Before the House Appropriations Committee, Subcommittee on Labor, Health and Human Services, Education and Related Agencies
March 4, 1997

Mr. Chairman, age-associated dementia, disease, and frailty have long been considered by many to be the inevitable, unalterable effects of living to an old age. This simply is not true. During the past twenty years, research on the aging process has contributed to the realization that aging need not be equated with inevitable decline and disease. Instead, the later years of life can be healthy, fulfilling, and productive.

The National Institute on Aging (NIA) promotes research to understand the mechanisms of aging and seeks approaches to extend the healthy, active years of life for all Americans. Some of the diseases and issues that NIA-supported researchers are investigating include Alzheimer's disease, the biological processes that control aging, cardiovascular aging, menopause, osteoporosis and musculoskeletal aging, long-term care and caregiving, and interventions to improve the quality of life of older people.

The NIA leads national efforts to gain greater understanding of the biological mechanisms underlying Alzheimer's disease and to develop preventive measures and treatments based on research findings. Alzheimer's disease (AD) is a progressive brain disorder marked by changes in behavior and personality and by an irreversible decline in intellectual abilities. It is the most common cause of decreased mental function among people over age 65 and currently affects an estimated four million Americans. The devastating effects on patients and the long clinical course of AD impose a heavy personal and economic burden on families, caregivers, and society in general. The cost is estimated to be as much as $100 billion per year.

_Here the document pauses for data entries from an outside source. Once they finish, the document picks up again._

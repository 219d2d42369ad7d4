//! In-memory registry used by the unit tests.

use async_trait::async_trait;
use chrono::{TimeZone, Utc};
use parking_lot::Mutex;
use reqwest::StatusCode;
use std::collections::HashMap;

use crate::api::RegistryApi;
use crate::error::{ConsoleError, Result};
use crate::models::{
    Credentials, EntryStatus, EntryUpdate, ListQuery, NewEntry, ScamMethod, ScammerEntry,
    Statistics, TokenResponse, UserProfile,
};

pub const ADMIN_USER: &str = "admin";
pub const ADMIN_PASSWORD: &str = "correct horse";

#[derive(Default)]
struct Inner {
    users: HashMap<String, String>,
    entries: Vec<ScammerEntry>,
    calls: HashMap<&'static str, usize>,
    tokens_revoked: bool,
    offline: bool,
    next_id: u32,
}

pub struct FakeRegistry {
    inner: Mutex<Inner>,
}

pub fn sample_entry(id: &str, discord_id: &str, name: &str, status: EntryStatus) -> ScammerEntry {
    let created = Utc.with_ymd_and_hms(2025, 3, 14, 12, 0, 0).unwrap();
    ScammerEntry {
        id: id.to_string(),
        discord_id: discord_id.to_string(),
        discord_name: name.to_string(),
        scam_method: ScamMethod::Phishing,
        description: format!("{} sent a fake nitro link", name),
        status,
        created_at: created,
        updated_at: created,
    }
}

impl FakeRegistry {
    pub fn new() -> Self {
        let mut inner = Inner::default();
        inner
            .users
            .insert(ADMIN_USER.to_string(), ADMIN_PASSWORD.to_string());
        inner.entries = vec![
            sample_entry("e1", "111111111111111111", "NitroKing", EntryStatus::Active),
            sample_entry("e2", "222222222222222222", "giveaway_bot", EntryStatus::Active),
            sample_entry("e3", "333333333333333333", "OldTrader", EntryStatus::Inactive),
        ];
        inner.next_id = 4;
        Self {
            inner: Mutex::new(inner),
        }
    }

    pub fn valid_token(&self) -> String {
        format!("token-{}", ADMIN_USER)
    }

    /// Every token issued so far stops being accepted
    pub fn revoke_tokens(&self) {
        self.inner.lock().tokens_revoked = true;
    }

    pub fn set_offline(&self, offline: bool) {
        self.inner.lock().offline = offline;
    }

    pub fn calls(&self, name: &str) -> usize {
        self.inner.lock().calls.get(name).copied().unwrap_or(0)
    }

    pub fn entry_count(&self) -> usize {
        self.inner.lock().entries.len()
    }

    fn record(&self, name: &'static str) -> Result<()> {
        let mut inner = self.inner.lock();
        *inner.calls.entry(name).or_insert(0) += 1;
        if inner.offline {
            return Err(ConsoleError::Api {
                status: StatusCode::BAD_GATEWAY,
                detail: String::new(),
            });
        }
        Ok(())
    }

    fn authorize(&self, token: &str) -> Result<()> {
        let inner = self.inner.lock();
        let known = token
            .strip_prefix("token-")
            .map(|user| inner.users.contains_key(user))
            .unwrap_or(false);
        if inner.tokens_revoked || !known {
            return Err(ConsoleError::Unauthorized);
        }
        Ok(())
    }

    fn profile(username: &str) -> UserProfile {
        UserProfile {
            id: format!("user-{}", username),
            username: username.to_string(),
            role: Default::default(),
            created_at: Utc.with_ymd_and_hms(2025, 1, 1, 0, 0, 0).unwrap(),
            is_active: true,
        }
    }
}

fn bad_request(detail: &str) -> ConsoleError {
    ConsoleError::Api {
        status: StatusCode::BAD_REQUEST,
        detail: detail.to_string(),
    }
}

fn not_found() -> ConsoleError {
    ConsoleError::Api {
        status: StatusCode::NOT_FOUND,
        detail: "Record not found".to_string(),
    }
}

fn page_of(entries: &[ScammerEntry], query: &ListQuery) -> Vec<ScammerEntry> {
    entries
        .iter()
        .skip(query.skip as usize)
        .take(query.limit as usize)
        .cloned()
        .collect()
}

#[async_trait]
impl RegistryApi for FakeRegistry {
    async fn login(&self, credentials: &Credentials) -> Result<TokenResponse> {
        self.record("login")?;
        let inner = self.inner.lock();
        match inner.users.get(&credentials.username) {
            Some(password) if *password == credentials.password => Ok(TokenResponse {
                access_token: format!("token-{}", credentials.username),
                token_type: "bearer".to_string(),
            }),
            _ => Err(ConsoleError::Api {
                status: StatusCode::UNAUTHORIZED,
                detail: "Incorrect username or password".to_string(),
            }),
        }
    }

    async fn register(&self, credentials: &Credentials) -> Result<UserProfile> {
        self.record("register")?;
        let mut inner = self.inner.lock();
        if inner.users.contains_key(&credentials.username) {
            return Err(bad_request("Username already registered"));
        }
        inner
            .users
            .insert(credentials.username.clone(), credentials.password.clone());
        Ok(Self::profile(&credentials.username))
    }

    async fn current_user(&self, token: &str) -> Result<UserProfile> {
        self.record("me")?;
        self.authorize(token)?;
        let user = token.trim_start_matches("token-");
        Ok(Self::profile(user))
    }

    async fn list_public(&self, query: &ListQuery) -> Result<Vec<ScammerEntry>> {
        self.record("list_public")?;
        Ok(page_of(&self.inner.lock().entries, query))
    }

    async fn list(&self, token: &str, query: &ListQuery) -> Result<Vec<ScammerEntry>> {
        self.record("list")?;
        self.authorize(token)?;
        Ok(page_of(&self.inner.lock().entries, query))
    }

    async fn get(&self, token: &str, id: &str) -> Result<ScammerEntry> {
        self.record("get")?;
        self.authorize(token)?;
        let inner = self.inner.lock();
        inner
            .entries
            .iter()
            .find(|e| e.id == id)
            .cloned()
            .ok_or_else(not_found)
    }

    async fn create(&self, token: &str, entry: &NewEntry) -> Result<ScammerEntry> {
        self.record("create")?;
        self.authorize(token)?;
        let mut inner = self.inner.lock();
        if inner.entries.iter().any(|e| e.discord_id == entry.discord_id) {
            return Err(bad_request("A record with this Discord ID already exists"));
        }
        let id = format!("e{}", inner.next_id);
        inner.next_id += 1;
        let now = Utc::now();
        let created = ScammerEntry {
            id,
            discord_id: entry.discord_id.clone(),
            discord_name: entry.discord_name.clone(),
            scam_method: entry.scam_method,
            description: entry.description.clone(),
            status: EntryStatus::Active,
            created_at: now,
            updated_at: now,
        };
        inner.entries.push(created.clone());
        Ok(created)
    }

    async fn update(&self, token: &str, id: &str, update: &EntryUpdate) -> Result<ScammerEntry> {
        self.record("update")?;
        self.authorize(token)?;
        let mut inner = self.inner.lock();
        let entry = inner
            .entries
            .iter_mut()
            .find(|e| e.id == id)
            .ok_or_else(not_found)?;
        if let Some(v) = &update.discord_id {
            entry.discord_id = v.clone();
        }
        if let Some(v) = &update.discord_name {
            entry.discord_name = v.clone();
        }
        if let Some(v) = update.scam_method {
            entry.scam_method = v;
        }
        if let Some(v) = &update.description {
            entry.description = v.clone();
        }
        if let Some(v) = update.status {
            entry.status = v;
        }
        entry.updated_at = Utc::now();
        Ok(entry.clone())
    }

    async fn delete(&self, token: &str, id: &str) -> Result<String> {
        self.record("delete")?;
        self.authorize(token)?;
        let mut inner = self.inner.lock();
        let before = inner.entries.len();
        inner.entries.retain(|e| e.id != id);
        if inner.entries.len() == before {
            return Err(not_found());
        }
        Ok("Record deleted".to_string())
    }

    async fn statistics(&self) -> Result<Statistics> {
        self.record("statistics")?;
        let inner = self.inner.lock();
        let total = inner.entries.len() as u64;
        let active = inner
            .entries
            .iter()
            .filter(|e| e.status == EntryStatus::Active)
            .count() as u64;
        Ok(Statistics {
            total_records: total,
            active_threats: active,
            verified: total,
        })
    }
}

Since 1990 we have greatly increased our understanding of AD's genetic risk factors. Genetic mutations linked to AD have been found on four separate chromosomes. At least three of the genetic loci identified, those on chromosomes 1, 14, and 21, are associated with early-onset, familial AD - - an aggressive form of the disease that affects approximately 10 percent of AD cases and causes symptoms in people as young as 30 years of age. The remaining gene, on chromosome 19, codes for a variant of Apolipoprotein E (ApoE4), a protein now recognized as the first genetic risk factor identified for the more common, late onset form of AD. Scientists are trying to understand the complex mechanisms that cause the nerve cell damage seen in AD and the key steps that, together with environmental factors, play a role in the disease process. A diagnostic test for AD that combines brain imaging and ApoE4 screening has been developed based on this genetic research. Using this test, it may be possible to identify brain function abnormalities in individuals who are at a high risk for Alzheimer's disease but are clinically asymptomatic, as much as 20 years before they would be expected to develop symptoms. This opens opportunities for the development of early interventions that would delay or prevent the brain damage seen in fully developed AD.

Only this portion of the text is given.